───── INFORMATION

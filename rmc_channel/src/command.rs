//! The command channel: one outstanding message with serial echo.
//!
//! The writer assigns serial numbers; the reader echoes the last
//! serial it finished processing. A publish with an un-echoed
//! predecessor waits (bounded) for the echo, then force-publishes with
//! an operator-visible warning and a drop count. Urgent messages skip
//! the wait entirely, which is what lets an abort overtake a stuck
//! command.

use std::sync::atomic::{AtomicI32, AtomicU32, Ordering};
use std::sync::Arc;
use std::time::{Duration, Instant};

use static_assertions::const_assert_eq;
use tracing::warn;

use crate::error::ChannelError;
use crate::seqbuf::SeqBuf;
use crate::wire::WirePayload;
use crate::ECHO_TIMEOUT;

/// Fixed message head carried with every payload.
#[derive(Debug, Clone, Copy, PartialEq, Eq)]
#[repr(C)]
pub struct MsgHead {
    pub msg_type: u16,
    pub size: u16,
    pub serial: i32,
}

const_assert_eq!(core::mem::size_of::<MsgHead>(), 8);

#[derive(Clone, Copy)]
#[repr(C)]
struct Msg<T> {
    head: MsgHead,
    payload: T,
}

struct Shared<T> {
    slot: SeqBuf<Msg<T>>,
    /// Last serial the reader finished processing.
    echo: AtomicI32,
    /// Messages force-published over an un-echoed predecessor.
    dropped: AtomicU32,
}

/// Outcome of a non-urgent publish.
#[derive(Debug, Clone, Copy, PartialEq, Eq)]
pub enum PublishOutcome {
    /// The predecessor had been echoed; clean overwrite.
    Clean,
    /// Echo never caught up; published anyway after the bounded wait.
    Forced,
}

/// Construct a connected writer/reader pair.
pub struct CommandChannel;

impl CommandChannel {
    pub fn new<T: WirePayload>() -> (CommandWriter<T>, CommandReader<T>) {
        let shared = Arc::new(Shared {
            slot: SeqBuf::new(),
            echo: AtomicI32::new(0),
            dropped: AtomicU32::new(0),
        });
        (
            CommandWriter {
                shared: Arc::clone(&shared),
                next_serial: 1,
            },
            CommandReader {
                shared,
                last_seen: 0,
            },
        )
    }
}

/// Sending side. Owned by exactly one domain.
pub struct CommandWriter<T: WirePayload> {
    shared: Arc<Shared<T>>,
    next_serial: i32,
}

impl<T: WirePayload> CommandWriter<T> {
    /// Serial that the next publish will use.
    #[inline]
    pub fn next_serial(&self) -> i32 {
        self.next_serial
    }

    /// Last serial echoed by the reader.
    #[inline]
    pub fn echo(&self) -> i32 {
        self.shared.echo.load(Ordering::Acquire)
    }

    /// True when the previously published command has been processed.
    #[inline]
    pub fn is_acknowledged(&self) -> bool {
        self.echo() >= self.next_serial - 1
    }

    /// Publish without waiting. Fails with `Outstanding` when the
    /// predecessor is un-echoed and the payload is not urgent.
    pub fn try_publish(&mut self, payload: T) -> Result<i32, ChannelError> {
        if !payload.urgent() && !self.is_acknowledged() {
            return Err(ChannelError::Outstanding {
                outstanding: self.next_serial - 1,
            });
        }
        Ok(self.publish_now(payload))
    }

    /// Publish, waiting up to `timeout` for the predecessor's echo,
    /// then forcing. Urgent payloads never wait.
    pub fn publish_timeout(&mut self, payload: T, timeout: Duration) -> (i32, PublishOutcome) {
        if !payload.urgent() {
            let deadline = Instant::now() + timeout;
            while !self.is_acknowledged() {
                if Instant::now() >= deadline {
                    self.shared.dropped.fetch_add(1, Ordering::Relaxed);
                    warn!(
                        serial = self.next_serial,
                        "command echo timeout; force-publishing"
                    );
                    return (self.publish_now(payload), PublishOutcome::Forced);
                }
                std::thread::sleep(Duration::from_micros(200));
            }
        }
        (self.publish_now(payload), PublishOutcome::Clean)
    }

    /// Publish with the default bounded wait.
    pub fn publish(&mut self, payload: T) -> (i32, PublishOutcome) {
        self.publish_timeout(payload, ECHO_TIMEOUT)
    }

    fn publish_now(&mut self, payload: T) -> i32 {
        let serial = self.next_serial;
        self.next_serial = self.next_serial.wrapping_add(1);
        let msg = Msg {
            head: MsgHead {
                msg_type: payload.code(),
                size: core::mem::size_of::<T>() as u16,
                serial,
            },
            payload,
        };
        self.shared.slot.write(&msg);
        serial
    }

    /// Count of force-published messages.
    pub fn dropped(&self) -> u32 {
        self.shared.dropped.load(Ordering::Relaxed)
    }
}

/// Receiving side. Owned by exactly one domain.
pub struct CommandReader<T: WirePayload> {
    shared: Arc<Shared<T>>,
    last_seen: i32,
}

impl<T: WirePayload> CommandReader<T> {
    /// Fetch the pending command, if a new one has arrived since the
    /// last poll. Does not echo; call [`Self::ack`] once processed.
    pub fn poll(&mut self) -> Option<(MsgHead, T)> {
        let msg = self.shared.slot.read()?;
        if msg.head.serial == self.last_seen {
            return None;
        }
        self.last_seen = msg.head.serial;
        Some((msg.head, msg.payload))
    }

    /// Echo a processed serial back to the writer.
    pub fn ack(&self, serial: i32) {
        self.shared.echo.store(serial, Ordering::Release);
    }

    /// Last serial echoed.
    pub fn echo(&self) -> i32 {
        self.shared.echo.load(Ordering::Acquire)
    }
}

──────────
───── INFORMATION

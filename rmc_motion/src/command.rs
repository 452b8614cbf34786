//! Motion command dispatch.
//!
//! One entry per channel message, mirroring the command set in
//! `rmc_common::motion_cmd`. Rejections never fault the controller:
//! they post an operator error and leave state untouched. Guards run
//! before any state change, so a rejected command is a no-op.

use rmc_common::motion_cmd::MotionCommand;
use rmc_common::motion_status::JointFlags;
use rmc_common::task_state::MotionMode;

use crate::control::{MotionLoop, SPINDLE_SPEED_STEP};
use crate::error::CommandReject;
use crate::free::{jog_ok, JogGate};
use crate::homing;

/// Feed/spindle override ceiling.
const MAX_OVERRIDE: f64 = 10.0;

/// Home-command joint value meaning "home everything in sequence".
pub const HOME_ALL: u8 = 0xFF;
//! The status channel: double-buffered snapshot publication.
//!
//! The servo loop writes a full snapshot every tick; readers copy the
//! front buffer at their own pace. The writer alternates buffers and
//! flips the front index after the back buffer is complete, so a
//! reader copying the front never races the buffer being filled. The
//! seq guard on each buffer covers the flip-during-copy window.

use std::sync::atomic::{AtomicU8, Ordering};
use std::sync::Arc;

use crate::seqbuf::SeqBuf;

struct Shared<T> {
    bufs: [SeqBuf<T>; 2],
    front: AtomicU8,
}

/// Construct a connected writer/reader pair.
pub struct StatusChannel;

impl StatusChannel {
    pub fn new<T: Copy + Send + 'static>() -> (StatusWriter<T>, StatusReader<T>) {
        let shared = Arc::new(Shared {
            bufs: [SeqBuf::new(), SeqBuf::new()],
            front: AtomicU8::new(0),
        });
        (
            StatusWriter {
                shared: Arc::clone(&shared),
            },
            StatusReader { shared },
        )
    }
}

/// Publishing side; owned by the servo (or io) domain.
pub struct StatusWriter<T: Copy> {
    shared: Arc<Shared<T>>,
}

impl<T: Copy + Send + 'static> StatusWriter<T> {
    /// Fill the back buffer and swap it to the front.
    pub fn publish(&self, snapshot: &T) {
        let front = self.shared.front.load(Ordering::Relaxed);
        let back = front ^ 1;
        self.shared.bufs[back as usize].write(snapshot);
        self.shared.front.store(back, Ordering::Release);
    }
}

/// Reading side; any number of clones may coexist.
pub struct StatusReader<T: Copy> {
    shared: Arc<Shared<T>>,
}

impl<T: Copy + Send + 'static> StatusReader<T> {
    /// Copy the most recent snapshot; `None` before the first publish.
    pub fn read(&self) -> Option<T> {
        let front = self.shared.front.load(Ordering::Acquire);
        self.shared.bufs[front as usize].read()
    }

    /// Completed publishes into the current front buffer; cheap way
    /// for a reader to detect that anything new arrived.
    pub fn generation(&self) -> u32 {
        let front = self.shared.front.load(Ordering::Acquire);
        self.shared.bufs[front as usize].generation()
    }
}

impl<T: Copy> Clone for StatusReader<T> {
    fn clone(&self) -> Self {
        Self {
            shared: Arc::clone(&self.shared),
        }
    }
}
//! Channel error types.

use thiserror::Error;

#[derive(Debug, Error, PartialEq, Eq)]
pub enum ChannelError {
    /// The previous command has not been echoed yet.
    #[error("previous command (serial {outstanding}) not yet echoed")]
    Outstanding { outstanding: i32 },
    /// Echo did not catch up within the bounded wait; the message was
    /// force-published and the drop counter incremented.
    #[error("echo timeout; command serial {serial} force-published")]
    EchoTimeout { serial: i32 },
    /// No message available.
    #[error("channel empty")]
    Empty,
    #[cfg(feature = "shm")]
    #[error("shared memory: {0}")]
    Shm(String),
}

──────────
───── INFORMATION

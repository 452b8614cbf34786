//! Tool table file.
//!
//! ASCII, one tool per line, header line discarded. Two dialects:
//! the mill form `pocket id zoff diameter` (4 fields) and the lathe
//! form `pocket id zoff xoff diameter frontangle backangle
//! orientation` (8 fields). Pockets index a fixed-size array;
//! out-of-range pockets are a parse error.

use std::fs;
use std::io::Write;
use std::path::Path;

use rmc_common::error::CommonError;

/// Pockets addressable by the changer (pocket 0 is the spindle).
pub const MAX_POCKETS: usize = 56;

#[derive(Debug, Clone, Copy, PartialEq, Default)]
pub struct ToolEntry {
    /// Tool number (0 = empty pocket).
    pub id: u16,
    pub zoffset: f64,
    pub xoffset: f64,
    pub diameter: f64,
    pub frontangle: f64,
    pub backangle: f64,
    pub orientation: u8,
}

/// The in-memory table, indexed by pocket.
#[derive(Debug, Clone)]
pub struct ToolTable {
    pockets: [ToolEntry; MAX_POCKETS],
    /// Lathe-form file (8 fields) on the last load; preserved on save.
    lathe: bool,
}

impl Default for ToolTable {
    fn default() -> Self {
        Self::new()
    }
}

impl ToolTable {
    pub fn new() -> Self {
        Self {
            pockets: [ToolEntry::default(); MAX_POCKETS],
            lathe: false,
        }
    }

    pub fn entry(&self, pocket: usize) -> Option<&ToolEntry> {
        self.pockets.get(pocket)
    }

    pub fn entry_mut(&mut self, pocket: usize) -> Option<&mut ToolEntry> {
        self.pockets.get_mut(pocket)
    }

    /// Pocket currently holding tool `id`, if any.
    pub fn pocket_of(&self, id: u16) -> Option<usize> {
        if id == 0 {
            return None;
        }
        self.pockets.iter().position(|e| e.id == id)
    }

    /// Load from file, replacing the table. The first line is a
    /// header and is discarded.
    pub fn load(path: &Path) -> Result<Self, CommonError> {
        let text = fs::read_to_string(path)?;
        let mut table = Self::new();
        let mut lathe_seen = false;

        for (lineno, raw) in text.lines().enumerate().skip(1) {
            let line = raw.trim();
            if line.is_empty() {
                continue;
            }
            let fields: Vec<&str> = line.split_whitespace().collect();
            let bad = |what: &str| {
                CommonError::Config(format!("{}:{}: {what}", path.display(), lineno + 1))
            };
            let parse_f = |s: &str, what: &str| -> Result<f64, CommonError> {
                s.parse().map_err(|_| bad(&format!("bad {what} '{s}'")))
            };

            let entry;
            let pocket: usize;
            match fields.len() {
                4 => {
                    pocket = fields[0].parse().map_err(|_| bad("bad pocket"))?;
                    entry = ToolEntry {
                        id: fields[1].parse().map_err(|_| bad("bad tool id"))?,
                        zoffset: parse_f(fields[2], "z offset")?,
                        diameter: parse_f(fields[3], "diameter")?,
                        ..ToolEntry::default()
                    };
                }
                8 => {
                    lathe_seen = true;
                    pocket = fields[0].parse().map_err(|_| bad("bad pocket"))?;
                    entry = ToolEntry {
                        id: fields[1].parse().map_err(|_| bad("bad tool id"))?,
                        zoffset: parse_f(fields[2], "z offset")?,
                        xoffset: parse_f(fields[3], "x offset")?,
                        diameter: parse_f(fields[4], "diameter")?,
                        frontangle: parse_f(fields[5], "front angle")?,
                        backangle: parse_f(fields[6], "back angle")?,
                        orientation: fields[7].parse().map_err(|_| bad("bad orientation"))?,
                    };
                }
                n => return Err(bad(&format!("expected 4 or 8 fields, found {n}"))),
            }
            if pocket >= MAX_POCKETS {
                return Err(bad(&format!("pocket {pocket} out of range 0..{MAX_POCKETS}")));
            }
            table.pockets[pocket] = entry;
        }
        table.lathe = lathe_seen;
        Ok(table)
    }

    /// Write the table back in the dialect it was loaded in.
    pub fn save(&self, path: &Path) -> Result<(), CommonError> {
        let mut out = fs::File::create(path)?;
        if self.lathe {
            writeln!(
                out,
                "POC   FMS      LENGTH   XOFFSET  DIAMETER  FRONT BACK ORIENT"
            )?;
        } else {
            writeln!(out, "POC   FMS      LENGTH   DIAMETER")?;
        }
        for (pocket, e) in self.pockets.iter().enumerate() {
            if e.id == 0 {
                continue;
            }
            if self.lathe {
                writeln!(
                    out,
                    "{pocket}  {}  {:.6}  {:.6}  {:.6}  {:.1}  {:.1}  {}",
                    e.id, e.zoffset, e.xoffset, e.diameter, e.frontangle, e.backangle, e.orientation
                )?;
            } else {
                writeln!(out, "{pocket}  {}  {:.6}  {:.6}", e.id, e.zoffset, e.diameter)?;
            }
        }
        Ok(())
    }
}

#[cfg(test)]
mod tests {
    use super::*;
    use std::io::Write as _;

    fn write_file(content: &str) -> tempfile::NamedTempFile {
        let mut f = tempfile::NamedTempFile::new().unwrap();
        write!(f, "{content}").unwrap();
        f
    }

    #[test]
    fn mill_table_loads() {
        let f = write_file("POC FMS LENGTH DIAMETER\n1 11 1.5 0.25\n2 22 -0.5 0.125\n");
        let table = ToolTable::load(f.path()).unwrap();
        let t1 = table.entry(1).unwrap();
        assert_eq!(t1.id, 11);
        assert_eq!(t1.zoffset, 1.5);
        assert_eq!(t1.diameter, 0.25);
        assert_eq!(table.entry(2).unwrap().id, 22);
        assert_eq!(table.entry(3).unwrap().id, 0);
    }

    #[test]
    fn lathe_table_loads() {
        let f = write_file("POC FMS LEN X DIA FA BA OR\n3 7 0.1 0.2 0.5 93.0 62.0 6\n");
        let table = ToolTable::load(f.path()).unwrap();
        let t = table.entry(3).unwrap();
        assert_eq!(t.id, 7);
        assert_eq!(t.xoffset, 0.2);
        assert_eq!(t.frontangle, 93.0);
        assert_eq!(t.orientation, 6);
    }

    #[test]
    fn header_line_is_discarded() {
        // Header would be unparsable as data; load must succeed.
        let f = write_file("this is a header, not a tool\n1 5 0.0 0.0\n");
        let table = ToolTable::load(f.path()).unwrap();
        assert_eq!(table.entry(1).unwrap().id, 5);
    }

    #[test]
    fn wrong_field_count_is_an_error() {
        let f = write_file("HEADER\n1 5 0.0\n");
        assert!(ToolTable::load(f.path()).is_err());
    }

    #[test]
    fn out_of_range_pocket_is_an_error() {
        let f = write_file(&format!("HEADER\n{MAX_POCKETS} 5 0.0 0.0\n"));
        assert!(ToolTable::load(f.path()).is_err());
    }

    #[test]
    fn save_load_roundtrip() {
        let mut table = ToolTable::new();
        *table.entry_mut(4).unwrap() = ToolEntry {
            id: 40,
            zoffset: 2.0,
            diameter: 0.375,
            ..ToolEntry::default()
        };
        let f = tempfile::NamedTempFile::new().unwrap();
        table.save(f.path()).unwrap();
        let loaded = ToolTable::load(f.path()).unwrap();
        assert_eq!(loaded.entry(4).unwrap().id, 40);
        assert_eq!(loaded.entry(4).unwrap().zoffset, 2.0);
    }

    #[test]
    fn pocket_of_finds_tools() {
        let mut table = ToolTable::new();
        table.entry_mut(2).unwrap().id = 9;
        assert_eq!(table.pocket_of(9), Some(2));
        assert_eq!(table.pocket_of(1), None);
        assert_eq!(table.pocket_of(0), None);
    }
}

──────────

§ TRY IT: Scan the records for the word "backangle", and copy each line where it is found.

§ TASK OUTPUT:
//! form `pocket id zoff xoff diameter frontangle backangle
    pub backangle: f64,
                        backangle: parse_f(fields[6], "back angle")?,
                    e.id, e.zoffset, e.xoffset, e.diameter, e.frontangle, e.backangle, e.orientation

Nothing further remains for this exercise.